Without becoming too semantic now, almost everyone understands courtesy to mean compliance with concluded contracts and agreements and at the same time compliance with agreed or generally applicable „rules of the game“.
When I was writing I hesitated whether I should add the word “agreement” to the word “contract”; In the end, I did this because I want to show that there is no natural relevance limit in the binding, i.e. it does not only become binding when it becomes important or when someone believes that it will be serious.
In principle, it can be assumed that most people, when they make an agreement, definitely intend to comply with it in a binding manner. Often the experience afterwards is a little different; not that agreements do not apply at all, but rather that they are interpreted creatively or that they are dealt with according to the situation.
In the vast majority of cases, this is due to the fact that both parties to this agreement have a different perception of the meaning of this agreement and the associated environmental and framework parameters. Almost everyone has probably not been able to keep a promise in the way it was originally made (in terms of time or content) – and it was definitely not an intention and it was “the circumstances” that were to blame.

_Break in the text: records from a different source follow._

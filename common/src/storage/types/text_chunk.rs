use serde::{Deserialize, Serialize};

/// A contiguous span of a document's text; the unit of retrieval.
///
/// `ordinal` is the chunk's position within its document and doubles as the
/// row of its embedding inside the document's vector index.
#[derive(Debug, Clone, PartialEq, Eq, Serialize, Deserialize)]
pub struct TextChunk {
    pub ordinal: usize,
    pub text: String,
}

impl TextChunk {
    pub fn new(ordinal: usize, text: String) -> Self {
        Self { ordinal, text }
    }

    /// Numbers chunk texts in order, starting at zero.
    pub fn from_texts<I>(texts: I) -> Vec<Self>
    where
        I: IntoIterator<Item = String>,
    {
        texts
            .into_iter()
            .enumerate()
            .map(|(ordinal, text)| Self::new(ordinal, text))
            .collect()
    }

    pub fn char_len(&self) -> usize {
        self.text.chars().count()
    }
}
use std::{
    collections::hash_map::DefaultHasher,
    hash::{Hash, Hasher},
    str::FromStr,
    sync::Arc,
};

use anyhow::{anyhow, Context, Result};
use async_openai::{types::CreateEmbeddingRequestArgs, Client};
use fastembed::{EmbeddingModel, ModelTrait, TextEmbedding, TextInitOptions};
use tokio::sync::Mutex;
use tracing::debug;

use super::config::{AppConfig, EmbeddingBackend};

const DEFAULT_HASHED_DIMENSION: usize = 384;

impl std::str::FromStr for EmbeddingBackend {
    type Err = anyhow::Error;

    fn from_str(s: &str) -> Result<Self, Self::Err> {
        match s.to_ascii_lowercase().as_str() {
            "openai" => Ok(Self::OpenAI),
            "hashed" => Ok(Self::Hashed),
            "fastembed" | "fast-embed" | "fast" => Ok(Self::FastEmbed),
            other => Err(anyhow!(
                "unknown embedding backend '{other}'. Expected 'openai', 'hashed', or 'fastembed'."
            )),
        }
    }
}

/// Turns text into fixed-dimension vectors. The same provider embeds both
/// document chunks and queries so the two share one vector space.
#[derive(Clone)]
pub struct EmbeddingProvider {
    inner: EmbeddingInner,
}

#[derive(Clone)]
enum EmbeddingInner {
    OpenAI {
        client: Arc<Client<async_openai::config::OpenAIConfig>>,
        model: String,
        dimensions: u32,
    },
    Hashed {
        dimension: usize,
    },
    FastEmbed {
        model: Arc<Mutex<TextEmbedding>>,
        model_name: EmbeddingModel,
        dimension: usize,
    },
}

impl EmbeddingProvider {
    pub fn backend_label(&self) -> &'static str {
        match self.inner {
            EmbeddingInner::Hashed { .. } => "hashed",
            EmbeddingInner::FastEmbed { .. } => "fastembed",
            EmbeddingInner::OpenAI { .. } => "openai",
        }
    }

    pub fn dimension(&self) -> usize {
        match &self.inner {
            EmbeddingInner::Hashed { dimension } | EmbeddingInner::FastEmbed { dimension, .. } => {
                *dimension
            }
            EmbeddingInner::OpenAI { dimensions, .. } => *dimensions as usize,
        }
    }

    pub fn model_code(&self) -> Option<String> {
        match &self.inner {
            EmbeddingInner::FastEmbed { model_name, .. } => Some(model_name.to_string()),
            EmbeddingInner::OpenAI { model, .. } => Some(model.clone()),
            EmbeddingInner::Hashed { .. } => None,
        }
    }

    pub async fn embed(&self, text: &str) -> Result<Vec<f32>> {
        match &self.inner {
            EmbeddingInner::Hashed { dimension } => Ok(hashed_embedding(text, *dimension)),
            EmbeddingInner::FastEmbed { model, .. } => {
                let embeddings = fastembed_blocking(model, vec![text.to_owned()])
                    .await
                    .context("generating fastembed vector")?;
                embeddings
                    .into_iter()
                    .next()
                    .ok_or_else(|| anyhow!("fastembed returned no embedding for input"))
            }
            EmbeddingInner::OpenAI {
                client,
                model,
                dimensions,
            } => {
                let request = CreateEmbeddingRequestArgs::default()
                    .model(model.clone())
                    .input([text])
                    .dimensions(*dimensions)
                    .build()?;

                let response = client.embeddings().create(request).await?;

                let embedding = response
                    .data
                    .first()
                    .ok_or_else(|| anyhow!("No embedding data received from OpenAI API"))?
                    .embedding
                    .clone();

                Ok(embedding)
            }
        }
    }

    pub async fn embed_batch(&self, texts: Vec<String>) -> Result<Vec<Vec<f32>>> {
        if texts.is_empty() {
            return Ok(Vec::new());
        }

        let expected = texts.len();
        let embeddings = match &self.inner {
            EmbeddingInner::Hashed { dimension } => texts
                .iter()
                .map(|text| hashed_embedding(text, *dimension))
                .collect(),
            EmbeddingInner::FastEmbed { model, .. } => fastembed_blocking(model, texts)
                .await
                .context("generating fastembed batch embeddings")?,
            EmbeddingInner::OpenAI {
                client,
                model,
                dimensions,
            } => {
                let request = CreateEmbeddingRequestArgs::default()
                    .model(model.clone())
                    .input(texts)
                    .dimensions(*dimensions)
                    .build()?;

                let response = client.embeddings().create(request).await?;

                response
                    .data
                    .into_iter()
                    .map(|item| item.embedding)
                    .collect::<Vec<Vec<f32>>>()
            }
        };

        if embeddings.len() != expected {
            return Err(anyhow!(
                "embedding backend returned {} vectors for {expected} inputs",
                embeddings.len()
            ));
        }

        Ok(embeddings)
    }

    pub async fn from_config(
        config: &AppConfig,
        openai_client: Option<Arc<Client<async_openai::config::OpenAIConfig>>>,
    ) -> Result<Self> {
        match config.embedding_backend {
            EmbeddingBackend::OpenAI => {
                let client = openai_client
                    .ok_or_else(|| anyhow!("the openai embedding backend needs an API client"))?;
                let model = config
                    .embedding_model
                    .clone()
                    .unwrap_or_else(|| "text-embedding-3-small".to_string());
                Self::new_openai(client, model, config.embedding_dimensions)
            }
            EmbeddingBackend::FastEmbed => {
                Self::new_fastembed(config.embedding_model.clone()).await
            }
            EmbeddingBackend::Hashed => {
                let dimension = usize::try_from(config.embedding_dimensions)
                    .ok()
                    .filter(|dim| *dim > 0)
                    .unwrap_or(DEFAULT_HASHED_DIMENSION);
                Self::new_hashed(dimension)
            }
        }
    }

    pub fn new_openai(
        client: Arc<Client<async_openai::config::OpenAIConfig>>,
        model: String,
        dimensions: u32,
    ) -> Result<Self> {
        Ok(Self {
            inner: EmbeddingInner::OpenAI {
                client,
                model,
                dimensions,
            },
        })
    }

    pub async fn new_fastembed(model_override: Option<String>) -> Result<Self> {
        let model_name = if let Some(code) = model_override {
            EmbeddingModel::from_str(&code).map_err(|err| anyhow!(err))?
        } else {
            EmbeddingModel::default()
        };

        let options = TextInitOptions::new(model_name.clone()).with_show_download_progress(true);
        let model_name_for_task = model_name.clone();
        let model_name_code = model_name.to_string();

        let (model, dimension) = tokio::task::spawn_blocking(move || -> Result<_> {
            let model =
                TextEmbedding::try_new(options).context("initialising FastEmbed text model")?;
            let info = EmbeddingModel::get_model_info(&model_name_for_task)
                .ok_or_else(|| anyhow!("FastEmbed model metadata missing for {model_name_code}"))?;
            Ok((model, info.dim))
        })
        .await
        .context("joining FastEmbed initialisation task")??;

        debug!(model = %model_name, dimension, "FastEmbed text model ready");

        Ok(Self {
            inner: EmbeddingInner::FastEmbed {
                model: Arc::new(Mutex::new(model)),
                model_name,
                dimension,
            },
        })
    }

    pub fn new_hashed(dimension: usize) -> Result<Self> {
        Ok(Self {
            inner: EmbeddingInner::Hashed {
                dimension: dimension.max(1),
            },
        })
    }
}

/// Runs FastEmbed inference on the blocking pool so request workers are
/// never stalled by model execution.
async fn fastembed_blocking(
    model: &Arc<Mutex<TextEmbedding>>,
    texts: Vec<String>,
) -> Result<Vec<Vec<f32>>> {
    let mut guard = Arc::clone(model).lock_owned().await;
    tokio::task::spawn_blocking(move || guard.embed(texts, None))
        .await
        .context("joining FastEmbed inference task")?
}

// Helper functions for hashed embeddings
fn hashed_embedding(text: &str, dimension: usize) -> Vec<f32> {
    let dim = dimension.max(1);
    let mut vector = vec![0.0f32; dim];
    if text.is_empty() {
        return vector;
    }

    let mut token_count = 0f32;
    for token in tokens(text) {
        token_count += 1.0;
        let idx = bucket(&token, dim);
        if let Some(slot) = vector.get_mut(idx) {
            *slot += 1.0;
        }
    }

    if token_count == 0.0 {
        return vector;
    }

    let norm = vector.iter().map(|v| v * v).sum::<f32>().sqrt();
    if norm > 0.0 {
        for value in &mut vector {
            *value /= norm;
        }
    }

    vector
}

/// Alphanumeric runs become lowercase tokens; ideographic characters, which
/// are not space-delimited, count as one token each.
fn tokens(text: &str) -> impl Iterator<Item = String> + '_ {
    text.split(|c: char| !c.is_alphanumeric())
        .filter(|token| !token.is_empty())
        .flat_map(|token| {
            if token.is_ascii() {
                vec![token.to_ascii_lowercase()]
            } else {
                token.chars().map(|c| c.to_lowercase().collect()).collect()
            }
        })
}

fn bucket(token: &str, dimension: usize) -> usize {
    let mut hasher = DefaultHasher::new();
    token.hash(&mut hasher);
    (hasher.finish() as usize) % dimension
}
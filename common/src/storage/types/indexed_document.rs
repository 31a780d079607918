use crate::{
    error::AppError,
    storage::{types::text_chunk::TextChunk, vector_index::VectorIndex},
};

/// The read-only payload of a session: a document's chunks and the vector
/// index built over them. Row `i` of the index is the embedding of
/// `chunks[i]`.
#[derive(Debug, Clone, Default)]
pub struct IndexedDocument {
    chunks: Vec<TextChunk>,
    index: VectorIndex,
}

impl IndexedDocument {
    pub fn new(chunks: Vec<TextChunk>, index: VectorIndex) -> Result<Self, AppError> {
        if chunks.len() != index.len() {
            return Err(AppError::InternalError(format!(
                "document has {} chunks but {} indexed vectors",
                chunks.len(),
                index.len()
            )));
        }
        if let Some(misplaced) = chunks
            .iter()
            .enumerate()
            .find(|(position, chunk)| chunk.ordinal != *position)
        {
            return Err(AppError::InternalError(format!(
                "chunk at position {} carries ordinal {}",
                misplaced.0, misplaced.1.ordinal
            )));
        }

        Ok(Self { chunks, index })
    }

    pub fn chunks(&self) -> &[TextChunk] {
        &self.chunks
    }

    pub fn chunk(&self, ordinal: usize) -> Option<&TextChunk> {
        self.chunks.get(ordinal)
    }

    pub const fn index(&self) -> &VectorIndex {
        &self.index
    }

    pub fn len(&self) -> usize {
        self.chunks.len()
    }

    pub fn is_empty(&self) -> bool {
        self.chunks.is_empty()
    }
}
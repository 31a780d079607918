use super::config::AppConfig;
use crate::{error::AppError, storage::types::file_info::FileInfo};

/// Rejects uploads that exceed the configured size limit. Runs before any
/// parsing so oversized files never reach the extractors.
pub fn validate_upload(config: &AppConfig, file: &FileInfo) -> Result<(), AppError> {
    let limit = u64::try_from(config.max_upload_bytes).unwrap_or(u64::MAX);
    if file.size > limit {
        return Err(AppError::FileTooLarge {
            size: file.size,
            limit,
        });
    }

    Ok(())
}
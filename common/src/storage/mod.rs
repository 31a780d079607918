pub mod session_store;
pub mod types;
pub mod vector_index;
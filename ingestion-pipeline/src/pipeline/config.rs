use common::utils::config::AppConfig;

#[derive(Debug, Clone, PartialEq, Eq)]
pub struct IngestionConfig {
    pub chunk_size: usize,
    pub chunk_overlap: usize,
    pub embedding_batch_size: usize,
}

impl Default for IngestionConfig {
    fn default() -> Self {
        Self {
            chunk_size: 800,
            chunk_overlap: 100,
            embedding_batch_size: 32,
        }
    }
}

impl IngestionConfig {
    pub fn from_app_config(config: &AppConfig) -> Self {
        Self {
            chunk_size: config.chunk_size,
            chunk_overlap: config.chunk_overlap,
            ..Self::default()
        }
    }
}
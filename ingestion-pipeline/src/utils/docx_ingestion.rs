use std::{
    io::{Cursor, Read},
    path::Path,
};

use common::error::AppError;
use quick_xml::{events::Event, Reader};
use tracing::debug;
use zip::ZipArchive;

const DOCUMENT_PART: &str = "word/document.xml";

/// Extracts the body text of a Word document, one paragraph per line.
pub async fn extract_docx_content(file_path: &Path) -> Result<String, AppError> {
    let docx_bytes = tokio::fs::read(file_path)
        .await
        .map_err(|err| AppError::ParseFailure(format!("Failed to read DOCX: {err}")))?;

    extract_docx_text_from_bytes(docx_bytes).await
}

pub async fn extract_docx_text_from_bytes(docx_bytes: Vec<u8>) -> Result<String, AppError> {
    let byte_len = docx_bytes.len();
    let text = tokio::task::spawn_blocking(move || {
        read_document_xml(docx_bytes).and_then(|xml| paragraphs_from_document_xml(&xml))
    })
    .await
    .map_err(|err| AppError::ParseFailure(format!("DOCX parser aborted: {err}")))??;

    debug!(byte_len, char_count = text.chars().count(), "Extracted DOCX text");

    Ok(text)
}

fn read_document_xml(docx_bytes: Vec<u8>) -> Result<String, AppError> {
    let mut archive = ZipArchive::new(Cursor::new(docx_bytes))
        .map_err(|err| AppError::ParseFailure(format!("DOCX is not a valid archive: {err}")))?;
    let mut part = archive
        .by_name(DOCUMENT_PART)
        .map_err(|err| AppError::ParseFailure(format!("DOCX has no {DOCUMENT_PART}: {err}")))?;

    let mut xml = String::new();
    part.read_to_string(&mut xml)
        .map_err(|err| AppError::ParseFailure(format!("Failed to read {DOCUMENT_PART}: {err}")))?;

    Ok(xml)
}

/// Collects the text runs of every `w:p` element. Tabs and line breaks
/// inside a paragraph are kept.
fn paragraphs_from_document_xml(xml: &str) -> Result<String, AppError> {
    let mut reader = Reader::from_str(xml);
    let mut paragraphs: Vec<String> = Vec::new();
    let mut current = String::new();
    let mut in_paragraph = false;
    let mut in_text = false;

    loop {
        let event = reader
            .read_event()
            .map_err(|err| AppError::ParseFailure(format!("Malformed DOCX XML: {err}")))?;

        match event {
            Event::Start(element) => match element.name().as_ref() {
                b"w:p" => {
                    in_paragraph = true;
                    current.clear();
                }
                b"w:t" => in_text = true,
                _ => {}
            },
            Event::End(element) => match element.name().as_ref() {
                b"w:p" => {
                    in_paragraph = false;
                    paragraphs.push(std::mem::take(&mut current));
                }
                b"w:t" => in_text = false,
                _ => {}
            },
            Event::Empty(element) => match element.name().as_ref() {
                b"w:p" => paragraphs.push(String::new()),
                b"w:tab" if in_paragraph => current.push('\t'),
                b"w:br" if in_paragraph => current.push('\n'),
                _ => {}
            },
            Event::Text(text) if in_text => {
                let text = text
                    .unescape()
                    .map_err(|err| AppError::ParseFailure(format!("Malformed DOCX text: {err}")))?;
                current.push_str(&text);
            }
            Event::Eof => break,
            _ => {}
        }
    }

    Ok(paragraphs.join("\n"))
}
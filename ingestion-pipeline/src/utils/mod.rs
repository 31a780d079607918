pub mod docx_ingestion;
pub mod file_text_extraction;
pub mod markdown;
pub mod pdf_ingestion;
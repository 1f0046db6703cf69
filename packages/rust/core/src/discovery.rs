//! Source discovery: find the generator's markdown files and read them once.

use std::path::{Path, PathBuf};

use tracing::{debug, info, instrument, warn};

use clientdocs_shared::{ClientDocsError, GeneratorConfig, Result, SourceDocument};

/// Extension of the files the client generator emits.
const MARKDOWN_EXTENSION: &str = "md";

/// List the markdown files directly inside `config.source_dir`, sorted by name.
///
/// Fails with [`ClientDocsError::SourceMissing`] when the directory is absent
/// and [`ClientDocsError::NoMarkdownFiles`] when it holds no `*.md` files.
#[instrument(skip_all, fields(source = %config.source_dir.display()))]
pub fn discover(config: &GeneratorConfig) -> Result<Vec<PathBuf>> {
    let dir = &config.source_dir;

    if !dir.is_dir() {
        return Err(ClientDocsError::SourceMissing {
            path: dir.clone(),
            prerequisite: config.generate_command.clone(),
        });
    }

    let mut files = markdown_files(dir)?;
    if files.is_empty() {
        return Err(ClientDocsError::NoMarkdownFiles {
            path: dir.clone(),
            prerequisite: config.generate_command.clone(),
        });
    }

    files.sort_by(|a, b| a.file_name().cmp(&b.file_name()));
    info!("Found {} markdown files to process", files.len());

    Ok(files)
}

fn markdown_files(dir: &Path) -> Result<Vec<PathBuf>> {
    let entries = std::fs::read_dir(dir).map_err(|e| ClientDocsError::io(dir, e))?;

    let mut files = Vec::new();
    for entry in entries {
        let path = entry.map_err(|e| ClientDocsError::io(dir, e))?.path();
        let is_markdown = path.extension().is_some_and(|ext| ext == MARKDOWN_EXTENSION);
        if is_markdown && path.is_file() {
            files.push(path);
        }
    }

    Ok(files)
}

/// Read each discovered file.
///
/// A file that cannot be read is kept with `content: None` after a warning;
/// callers decide how to degrade.
pub fn load_documents(paths: &[PathBuf]) -> Vec<SourceDocument> {
    paths
        .iter()
        .map(|path| {
            let content = match std::fs::read_to_string(path) {
                Ok(text) => {
                    debug!(path = %path.display(), len = text.len(), "read source document");
                    Some(text)
                }
                Err(e) => {
                    warn!("Could not read {}: {e}", path.display());
                    None
                }
            };
            SourceDocument {
                path: path.clone(),
                content,
            }
        })
        .collect()
}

In order for a liability to endure at all, i.e. a validity beyond the immediate date of the agreement, the following five points are important:
- Consistency in the definition and description of the facts, the initial situation, the subject matter of the agreement
- the goal that is to be achieved with the binding agreement must be identical or at least aligned (= in the sense that both sides want it)
- There must be a common understanding of the path or possible paths to the goal
- Both sides need a similar and equally weighted urgency
- and of course the agreement must have been made sincerely.
These five elements form the foundation and thus also the resilience of the binding nature of an agreement. If even one element from the basis of the commitment is missing or weakened, the commitment is vulnerable and will sooner or later disintegrate.
So if you want to promote and demand commitment, you must first of all deal with these five basic components of binding agreements and work on them. Transparency helps a lot here!